Rogan kicked things off by pointing to the massive influx of illegal aliens and asylum seekers released into the country under the Biden Administration. "They just opened the border and not just encouraged people to come across, but facilitated it," Rogan said. He then brought up a point that gets surprisingly little mainstream attention: illegal aliens are counted in the census, which means they factor into congressional apportionment. States with large populations of non-citizens get extra congressional seats and electoral votes, and wouldn't you know it, most of those states happen to lean blue. What a coincidence.
Vance agreed, saying, "It should only count citizens, but it doesn't, and that actually steals congressional representation away from areas that have lower illegal immigration. Which is its own problem." So basically, if you live in a state that actually enforces border laws, you get rewarded with less representation. Democracy is fun like that.
The conversation then shifted to mail-in ballots, a topic that never fails to generate calm, measured discussions online. Rogan did not mince words. "First of all, the idea of mail-in ballots for anybody other than people who are invalids who can't leave their homes, or military personnel, or people serving overseas, should not be legal," he said. "And the fact that it became ubiquitous during COVID is a giant problem."
Vance then brought up a Pennsylvania court case from 2020 that he admitted he might "butcher a little bit." The case involved a man from a rural part of the state arguing that mail-in ballot operations in Philadelphia and Pittsburgh gave urban voters an advantage that rural voters did not have. Vance explained that the court essentially acknowledged the point, agreeing that ballot harvesting disproportionately affected Republicans and left rural voters underrepresented.
But here is the kicker. The court then said, yeah, this is a real problem, but it is not our problem. Go fix it through your legislature. Vance noted that most people saw the headlines and assumed the judge ruled against Republicans entirely. "But no, actually the judge kind of said there is something fishy here. We're just the wrong venue to fix it," Vance said.
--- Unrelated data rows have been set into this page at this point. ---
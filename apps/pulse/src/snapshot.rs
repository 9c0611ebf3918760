//! # Pulse Snapshots
//!
//! Persists a computed pulse as pretty JSON under
//! `<dir>/<project_id>/<YYYYMMDDTHHMMSSZ>-<trigger>.json`.
//!
//! Writing is fire-and-forget: a failed write is logged and never changes the
//! pulse the caller already has.

use chrono::{DateTime, Utc};
use pulse_core::{ProjectPulse, PulseError};
use serde::{Deserialize, Serialize};
use std::path::{Path, PathBuf};
use tokio::task::JoinHandle;

/// Timestamp layout used in snapshot file names.
pub const SNAPSHOT_TIME_FORMAT: &str = "%Y%m%dT%H%M%SZ";

/// A pulse together with the key it is stored under.
#[derive(Debug, Clone, PartialEq, Serialize, Deserialize)]
pub struct PulseSnapshot {
    pub project_id: String,
    pub computed_at: DateTime<Utc>,
    pub trigger: String,
    pub pulse: ProjectPulse,
}

impl PulseSnapshot {
    #[must_use]
    pub fn new(
        project_id: impl Into<String>,
        computed_at: DateTime<Utc>,
        trigger: impl Into<String>,
        pulse: ProjectPulse,
    ) -> Self {
        Self {
            project_id: project_id.into(),
            computed_at,
            trigger: trigger.into(),
            pulse,
        }
    }

    /// Where this snapshot lives below `dir`.
    #[must_use]
    pub fn path_in(&self, dir: &Path) -> PathBuf {
        dir.join(path_component(&self.project_id)).join(format!(
            "{}-{}.json",
            self.computed_at.format(SNAPSHOT_TIME_FORMAT),
            path_component(&self.trigger)
        ))
    }
}

/// Reduce an identifier to `[A-Za-z0-9_-]` so it cannot escape `dir`.
#[must_use]
pub fn path_component(raw: &str) -> String {
    let cleaned: String = raw
        .chars()
        .map(|c| {
            if c.is_ascii_alphanumeric() || c == '-' || c == '_' {
                c
            } else {
                '_'
            }
        })
        .collect();

    if cleaned.is_empty() {
        "_".to_string()
    } else {
        cleaned
    }
}

/// Write a snapshot, creating the project directory as needed.
pub async fn write_snapshot(dir: &Path, snapshot: &PulseSnapshot) -> Result<PathBuf, PulseError> {
    let path = snapshot.path_in(dir);
    if let Some(parent) = path.parent() {
        tokio::fs::create_dir_all(parent).await.map_err(|e| {
            PulseError::IoError(format!("Create '{}': {}", parent.display(), e))
        })?;
    }

    let json = serde_json::to_vec_pretty(snapshot)
        .map_err(|e| PulseError::SerializationError(format!("Snapshot: {}", e)))?;
    tokio::fs::write(&path, json)
        .await
        .map_err(|e| PulseError::IoError(format!("Write '{}': {}", path.display(), e)))?;

    Ok(path)
}

/// Read a snapshot back.
pub async fn read_snapshot(path: &Path) -> Result<PulseSnapshot, PulseError> {
    let contents = tokio::fs::read(path)
        .await
        .map_err(|e| PulseError::IoError(format!("Read '{}': {}", path.display(), e)))?;
    serde_json::from_slice(&contents)
        .map_err(|e| PulseError::DeserializationError(format!("Snapshot: {}", e)))
}

/// Write a snapshot in the background. Failures are logged and swallowed.
pub fn spawn_snapshot_write(dir: PathBuf, snapshot: PulseSnapshot) -> JoinHandle<()> {
    tokio::spawn(async move {
        match write_snapshot(&dir, &snapshot).await {
            Ok(path) => tracing::info!(path = %path.display(), "snapshot written"),
            Err(e) => tracing::warn!(
                project_id = %snapshot.project_id,
                error = %e,
                "snapshot write failed"
            ),
        }
    })
}
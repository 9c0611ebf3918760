//! # pulse-core
//!
//! The deterministic Pulse Engine - THE LOGIC.
//!
//! Computes a project "pulse" from an in-memory snapshot of extracted
//! entities: per-type health, lifecycle stage, ranked next actions, risk,
//! readiness forecast and an extraction directive for a downstream prompt.
//!
//! ## Pipeline
//!
//! ```text
//! velocity ──► health (discovery) ──► stage ──► health (stage) ──► stage
//!                                                     │
//!                 ┌───────────────┬──────────────┬────┴──────────┐
//!                 ▼               ▼              ▼               ▼
//!              actions          risk         forecast       directive
//! ```
//!
//! ## Architectural Constraints
//!
//! - Pure and synchronous: no async, no network, no filesystem
//! - Deterministic: `BTreeMap` ordering, stable sorts, no randomness
//! - Infallible computation: errors exist only at the config boundary
//! - The config is read-only; scaled targets produce a new config value

// =============================================================================
// MODULES
// =============================================================================

pub mod actions;
pub mod config;
pub mod directive;
pub mod engine;
pub mod health;
pub mod risk;
pub mod stage;
pub mod types;
pub mod velocity;

// =============================================================================
// RE-EXPORTS: Core Types
// =============================================================================

pub use types::{
    BusinessDriver, CoverageLevel, EntityDirective, EntityInventory, EntityRecord, EntityType,
    OpenQuestion, PulseError, PulseStage,
};

// =============================================================================
// RE-EXPORTS: Config
// =============================================================================

pub use config::{
    ActionTemplates, CoverageThresholds, DEFAULT_CONFIG_VERSION, GateMetric, GateOperator,
    GateSpec, HealthWeights, PulseConfig, RiskWeights, StageTable, TransitionGates,
    VelocityScaling,
};

// =============================================================================
// RE-EXPORTS: Engine
// =============================================================================

pub use actions::{MAX_ACTIONS, RankedAction, rank_actions};
pub use directive::{ExtractionDirective, render_extraction_directive};
pub use engine::{ProjectPulse, PulseEngine, PulseInput};
pub use health::{EntityHealth, HealthMap, compute_entity_health, compute_health_map};
pub use risk::{Forecast, RiskSummary, assess_risk, forecast};
pub use stage::{GateContext, StageClassifier, StageInfo, evaluate_gate_metric};
pub use velocity::{DEFAULT_WINDOW_DAYS, SignalVelocity, VelocityTrend, scale_target};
So the court acknowledged something was off but told everyone to take it up with their elected officials. Which is a bit like your mechanic telling you the brakes are failing but suggesting you write a letter to the car manufacturer. Technically correct advice, but not exactly reassuring.
Whether you think these are existential threats to democracy or just standard political gripes depends entirely on which cable news channel you left on in the background. Either way, the VP of the United States just laid it all out on the world's biggest podcast, so good luck pretending nobody is talking about it.